Однако то, что вскоре мне довелось услышать в хате моей грустной тетушки Анастасии, изменило мое желание вводить Таисию Кучеренкову в сюжет повести.
Суть тех неожиданных и странных перемен, о которых мне сообщила тетушка, состояла в следующем: из своей «ворованной и сладкой» любви Таисия, оказывается, никакой тайны уже не делала. Она открыто жила, как с мужем, со своим возлюбленным, главным бухгалтером совхоза Семеном Яковлевичем Матюшиным, а он, Матюшин, не разведясь со своей законной супругой Зинаидой, усыновил Юрия, дал ему свою фамилию, отчество.
— Это что же получается? — спрашивала тетушка Анастасия с той же, еще более заматеревшей тоской на лице и вытирала слезы. — Одну бабу не прогнал, а с другой живет, как с женой, и имеет четырех детей. Такое, Миша, ни в какие ворота не лезет. Мишенька, да неужели ты еще ничего не слыхал про такое наше горюшко? И Андрей с Катей ничего тебе не говорили? Знать, пожалели мою норовистую Таюшку. Или постыдились сказать. Ить все село знает. — Она закрыла лицо сухими темными ладонями и заплакала. — Беда творится на земле! Жалей теперь Таюшку аль не жалей, а дело уже свершилось. Отыскались две сумасшедшие дуры, каковые не ревнуются, не дерутся, а живут в дружбе и в согласии. Подумать только, Миша, это же какой срам! Где и когда у нас, у русских, такое бывало? Куда подевалась ихняя бабская гордость? Как же можно соперницам жить мирно? Срам! А они живут, и ничего, как-то ладят промежду собой, не грызутся. Уму моему такое непостижимо!

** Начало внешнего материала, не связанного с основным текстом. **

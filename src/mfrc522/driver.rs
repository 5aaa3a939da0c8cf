//! Driver state machine and the transceive engine.

use embassy_time::{Duration, Timer};
use embedded_hal::digital::OutputPin;
use embedded_hal::spi::SpiDevice;

use super::bus::{Connection, RegisterBus};
use super::config::Mfrc522Config;
use super::irq::{self, IrqChannel, IrqSlot, Wakeup};
use super::regs::{COMMAND_MASK, Command, Reg, bits};
use super::selftest;
use crate::fmt::{debug, warning};
use crate::pcd::{
    FeatureKind, FeatureRequest, FeatureResponse, Mode, ModeMask, Pcd, PcdError, PcdRecover,
    PcdState, ResponseRead, Speed, SpeedMask, SupportedParams, Transceive,
};

/// Depth of the chip's FIFO, which bounds both frame directions.
pub const FIFO_SIZE: usize = 64;

/// Oscillator start-up time after the reset line is released.
const OSC_STARTUP_US: u64 = 40;

/// MFRC522 driver instance. One instance owns one chip.
///
/// Freshly constructed instances sit in the `Stop` state with the hardware
/// untouched; `start` brings the chip up and `stop` parks it again. All
/// the contactless work goes through the [`Pcd`] implementation.
pub struct Mfrc522<Spi, Rst> {
    bus: RegisterBus<Spi>,
    reset: Rst,
    channel: IrqChannel,
    irq: Option<&'static IrqSlot>,
    state: PcdState,
    config: Mfrc522Config,
    rx_speed: Speed,
    tx_speed: Speed,
    mode: Mode,
    response: [u8; FIFO_SIZE],
    resp_length: u8,
    resp_read_bytes: u8,
    resp_last_valid_bits: u8,
}

impl<Spi: SpiDevice, Rst: OutputPin> Mfrc522<Spi, Rst> {
    /// Object initialization; no hardware is touched until `start`.
    ///
    /// `reset` is the line that holds the chip in reset while low and
    /// `channel` the external-interrupt channel its IRQ pin is wired to.
    pub fn new(conn: Connection<Spi>, reset: Rst, channel: IrqChannel) -> Self {
        Self {
            bus: RegisterBus::new(conn),
            reset,
            channel,
            irq: None,
            state: PcdState::Stop,
            config: Mfrc522Config::default(),
            rx_speed: Speed::Kbd106,
            tx_speed: Speed::Kbd106,
            mode: Mode::IsoA,
            response: [0; FIFO_SIZE],
            resp_length: 0,
            resp_read_bytes: 0,
            resp_last_valid_bits: 8,
        }
    }

    fn require_state(&self, allowed: &[PcdState]) -> Result<(), PcdError> {
        if allowed.contains(&self.state) {
            Ok(())
        } else {
            Err(PcdError::BadState)
        }
    }

    /// Brings the chip out of reset and applies `config`; `Stop` -> `RfOff`.
    pub async fn start(&mut self, config: Mfrc522Config) -> Result<(), PcdError> {
        self.require_state(&[PcdState::Stop])?;

        self.reset.set_high().map_err(|_| PcdError::Failure)?;
        Timer::after_micros(OSC_STARTUP_US).await;

        match self.start_registers(config) {
            Ok(()) => {
                self.state = PcdState::RfOff;
                self.set_params(Speed::Kbd106, Speed::Kbd106, Mode::IsoA, false, false)?;
                debug!("mfrc522: started");
                Ok(())
            }
            Err(error) => {
                if let Some(slot) = self.irq.take() {
                    irq::unbind(slot);
                }
                let _ = self.reset.set_low();
                Err(error)
            }
        }
    }

    fn start_registers(&mut self, config: Mfrc522Config) -> Result<(), PcdError> {
        self.bus.command(Command::SoftReset)?;

        // Mask all communication interrupts, then drive the IRQ pin
        // push-pull with everything else masked too.
        self.bus.write(Reg::ComIEn, 0)?;
        self.bus.write(Reg::DivIEn, bits::IRQ_PUSH_PULL)?;

        // Each chip hangs off its own interrupt channel; nothing else may
        // share it.
        self.irq = Some(irq::bind(self.channel));

        self.config = config;
        self.apply_config()
    }

    /// Reapplies a configuration; allowed with the RF field on or off.
    /// Interrupt wiring is never changed by this.
    pub fn reconfigure(&mut self, config: Mfrc522Config) -> Result<(), PcdError> {
        self.require_state(&[PcdState::RfOff, PcdState::Ready])?;
        self.config = config;
        self.apply_config()
    }

    pub(super) fn apply_config(&mut self) -> Result<(), PcdError> {
        let config = self.config;

        self.bus.write_masked(
            Reg::Mode,
            bits::POL_MFIN | bits::CRC_PRESET_MASK,
            (u8::from(config.mfin_polarity) << bits::POL_MFIN_SHIFT) | bits::CRC_PRESET_6363,
        )?;
        self.bus.write_masked(
            Reg::TxMode,
            bits::INV_MOD,
            if config.invert_modulation { bits::INV_MOD } else { 0 },
        )?;
        self.bus.write(Reg::TxControl, config.tx_control)?;
        self.bus.write_masked(
            Reg::TxSel,
            bits::DRIVER_SEL_MASK | bits::MFOUT_SEL_MASK,
            ((config.driver_input as u8) << bits::DRIVER_SEL_SHIFT) | config.mfout as u8,
        )?;
        self.bus.write_masked(
            Reg::RxSel,
            bits::UART_SEL_MASK,
            (config.cl_uart_input as u8) << bits::UART_SEL_SHIFT,
        )?;
        self.bus.write_masked(
            Reg::RxThreshold,
            bits::MIN_LEVEL_MASK | bits::COLL_LEVEL_MASK,
            ((config.rx_signal_strength & 0xF) << bits::MIN_LEVEL_SHIFT)
                | (config.rx_collision_level & bits::COLL_LEVEL_MASK),
        )?;
        self.bus.write(Reg::Demod, config.demod)?;
        self.bus.write_masked(
            Reg::RfCfg,
            bits::RX_GAIN_MASK,
            (config.rx_gain as u8) << bits::RX_GAIN_SHIFT,
        )?;
        self.bus.write(
            Reg::GsN,
            ((config.tx_power_n & 0xF) << bits::CW_GSN_SHIFT) | (config.mod_index_n & 0xF),
        )?;
        self.bus
            .write_masked(Reg::CwGsP, bits::GSP_MASK, config.tx_power_p & bits::GSP_MASK)?;
        self.bus
            .write_masked(Reg::ModGsP, bits::GSP_MASK, config.mod_index_p & bits::GSP_MASK)?;

        // Keep the received values frozen at the collision, otherwise the
        // collision position is gone by the time the interrupt is handled.
        self.bus.clear_bits(Reg::Coll, bits::VALUES_AFTER_COLL)
    }

    /// Parks the chip in reset; allowed from any state.
    pub fn stop(&mut self) {
        if let Some(slot) = self.irq.take() {
            irq::unbind(slot);
        }
        let _ = self.reset.set_low();
        self.state = PcdState::Stop;
    }

    // --- common transceive machinery ---

    fn prepare_transceive(&mut self) -> Result<(), PcdError> {
        self.bus.write(Reg::FifoLevel, bits::FIFO_FLUSH)?;

        // Writing ones with Set1 low clears every interrupt flag.
        self.bus.write(Reg::ComIrq, 0xFF & !bits::SET1)?;
        if let Some(slot) = self.irq {
            slot.clear_pending();
        }

        // The flags we are about to enable must be clear here. A set one
        // means a driver bug or an overheating module; halt either way.
        let irqs = self.bus.read(Reg::ComIrq)? & (bits::RX_I | bits::ERR_I);
        assert!(irqs == 0, "mfrc522: unexpected irq bit before transceive");

        self.bus.set_bits(Reg::ComIEn, bits::RX_I | bits::ERR_I)?;
        self.bus.command(Command::Transceive)
    }

    async fn wait_for_response(&self, timeout_us: u32) -> Wakeup {
        let slot = self.irq.expect("transceive on a stopped driver");
        slot.wait(Duration::from_micros(u64::from(timeout_us))).await
    }

    fn handle_response(
        &mut self,
        wakeup: Wakeup,
        collisions_possible: bool,
    ) -> Result<Transceive, PcdError> {
        match wakeup {
            Wakeup::Timeout => return Ok(Transceive::Timeout),
            Wakeup::Interrupt | Wakeup::PendingInterrupt => {}
        }

        let mut collision_happened = false;
        let error = self.bus.read(Reg::Error)?;
        if error != 0 {
            // Parity, CRC and protocol trouble is the receiver's; a FIFO
            // write conflict or thermal shutdown is the transmitter's. The
            // card layer retries both.
            if error & bits::ERR_BUFFER_OVFL != 0 {
                return Err(PcdError::RxOverflow);
            } else if error & bits::ERR_COLL != 0 && collisions_possible {
                collision_happened = true;
            } else if error & (bits::ERR_PARITY | bits::ERR_CRC | bits::ERR_PROTOCOL) != 0 {
                return Err(PcdError::Rx);
            } else if error & (bits::ERR_WR | bits::ERR_TEMP) != 0 {
                return Err(PcdError::Tx);
            } else {
                return Err(PcdError::Failure);
            }
        }

        self.resp_read_bytes = 0;
        if collision_happened {
            let coll = self.bus.read(Reg::Coll)?;
            if coll & bits::COLL_POS_NOT_VALID != 0 {
                // The collision sits past the 32nd received bit, i.e. in the
                // BCC of an anticollision frame. This driver does not
                // resolve those.
                return Err(PcdError::Failure);
            }
            // Collision position: 1 = first received bit, 0 means the 32nd.
            let coll_pos = coll & bits::COLL_POS_MASK;
            let valid_bits = coll_pos.wrapping_sub(1) & 31;
            self.resp_length = valid_bits / 8 + 1;
            self.resp_last_valid_bits = valid_bits % 8;
        } else {
            self.resp_last_valid_bits = 8;
            self.resp_length = (self.bus.read(Reg::FifoLevel)? & 0x7F).min(FIFO_SIZE as u8);
        }
        if self.resp_length != 0 {
            let length = usize::from(self.resp_length);
            let (bus, response) = (&mut self.bus, &mut self.response);
            bus.read_burst(Reg::FifoData, &mut response[..length])?;
        }

        Ok(if collision_happened {
            Transceive::Collision { len: self.resp_length }
        } else {
            Transceive::Done { len: self.resp_length }
        })
    }

    fn cleanup_transceive(&mut self) {
        // Best effort on every path out of a transceive; an Idle command
        // also clears the error bits.
        let _ = self.bus.write(Reg::BitFraming, 0);
        let _ = self.bus.clear_bits(Reg::ComIEn, bits::RX_I | bits::ERR_I);
        let _ = self.bus.command(Command::Idle);
        let _ = self.bus.write(Reg::ComIrq, 0xFF & !bits::SET1);
        if let Some(slot) = self.irq {
            slot.clear_pending();
        }
    }

    fn finish_transceive(
        &mut self,
        result: Result<Transceive, PcdError>,
    ) -> Result<Transceive, PcdError> {
        self.cleanup_transceive();
        self.state = PcdState::Ready;
        result
    }

    // --- self-test ---

    pub(super) async fn run_self_test(&mut self) -> Result<bool, PcdError> {
        self.bus.command(Command::SoftReset)?;

        // Clear the 25-byte internal memory through the FIFO.
        self.bus.write_burst(Reg::FifoData, &[0; 25])?;
        self.bus.command(Command::Mem)?;

        self.bus.write(Reg::AutoTest, bits::SELF_TEST_ENABLED)?;
        self.bus.write(Reg::FifoData, 0)?;
        self.bus.command(Command::CalcCrc)?;

        // The test takes a moment; poll until the command register falls
        // back to Idle, yielding so other tasks keep running.
        loop {
            let command = self.bus.read(Reg::Command)? & COMMAND_MASK;
            if command == Command::Idle as u8 {
                break;
            }
            embassy_futures::yield_now().await;
        }

        let mut fifo = [0u8; FIFO_SIZE];
        self.bus.read_burst(Reg::FifoData, &mut fifo)?;

        // The test clobbered the register file; restore the stored
        // configuration before judging the result.
        self.apply_config()?;

        let version = self.bus.read(Reg::Version)?;
        let passed = match selftest::expected_pattern(version) {
            Some(expected) => fifo == *expected,
            None => {
                warning!("mfrc522: unknown version {}", version);
                false
            }
        };
        Ok(passed)
    }
}

const fn speed_code(speed: Speed) -> u8 {
    match speed {
        Speed::Kbd106 => 0b000,
        Speed::Kbd212 => 0b001,
        Speed::Kbd424 => 0b010,
        Speed::Kbd848 => 0b011,
    }
}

— А где живет Матюшин? — спросил я.
— Тут, у нас, — ответила тетушка грустно. — В зятьях. И туда, на тот двор, ходит. Там у него жена и три дочки.
— Ну, а как Юрий? — спросил я, не зная, о чем бы еще спросить опечаленную тетушку. — Он — парнишка уже смышленый.
— А что Юра? Все понимает, только на свой лад, — ответила тетушка Анастасия. — Без памяти рад, что теперь у него есть батько. Дружит со своими сводными сестрами. Дети живут, как родные, девочки бывают у нас, Таисия угощает их обедом, а Юра ходит к ним, и Зинаида относится к нему ласково, как к своему. Вот что меня удивляет… А завтра все четверо, и все Матюшины, пойдут в школу. — Анастасия тяжело вздохнула, мигая мокрыми глазами. — А как Юрик обожает своего батька! Так и льнет к нему, так и льнет. Души в нем не чает. Папочкой называет, обнимает его, ласкается. Да и Семен любит Юрика. Прямо-таки неразлучные. Юрик ходит к нему в бухгалтерию. Семен называет его сынулей, своим наследником. Парнишки у него не было, а Таисия родила сына, вот Семен и радуется. Да и Юрик все с батьком да с батьком. Оно и понятно: мужчины! Мальчугану при батьке завсегда живется лучше, нежели при матери. Юрик и разговаривает с батьком не так, как с матерью или со мной, и слушается его во всем, не то что бабушку или мать. Завтра Юрик идет в первый класс. А кто купил ему ученическую форму с картузом? Кто привез аж из Ставрополя портфель с наплечными ремнями, тетради, разноцветные карандаши? Он, батько. Юрик аж танцевал от радости. — Опять тяжело вздохнула, вытерла ладонью слезы. — Батько имеется — хорошо. Но как же можно, чтобы две семьи жили в дружбе? Ить все село негодует. Это же не жизня, а насмешка над жизнью. — Она наклонилась к окошку, приподняла занавеску. — Вот и сам Юрий Семенович идет. Не удержался, нарядился в школьную форму. Бедняга, никак не дождется завтрашнего дня. Переживает, волнуется парень. А следом за ним и мать поспешает. Знать, были они там, на том дворе. Тут близко, через две улочки. И так часто: две бабы-соперницы встречаются в одной хате. Не укладывается такое в моей голове. — Анастасия наклонилась ко мне и таинственным шепотом сказала: — Миша, я ничего тебе про Таюшку не говорила, а ты от меня ничего не слыхал. Ладно?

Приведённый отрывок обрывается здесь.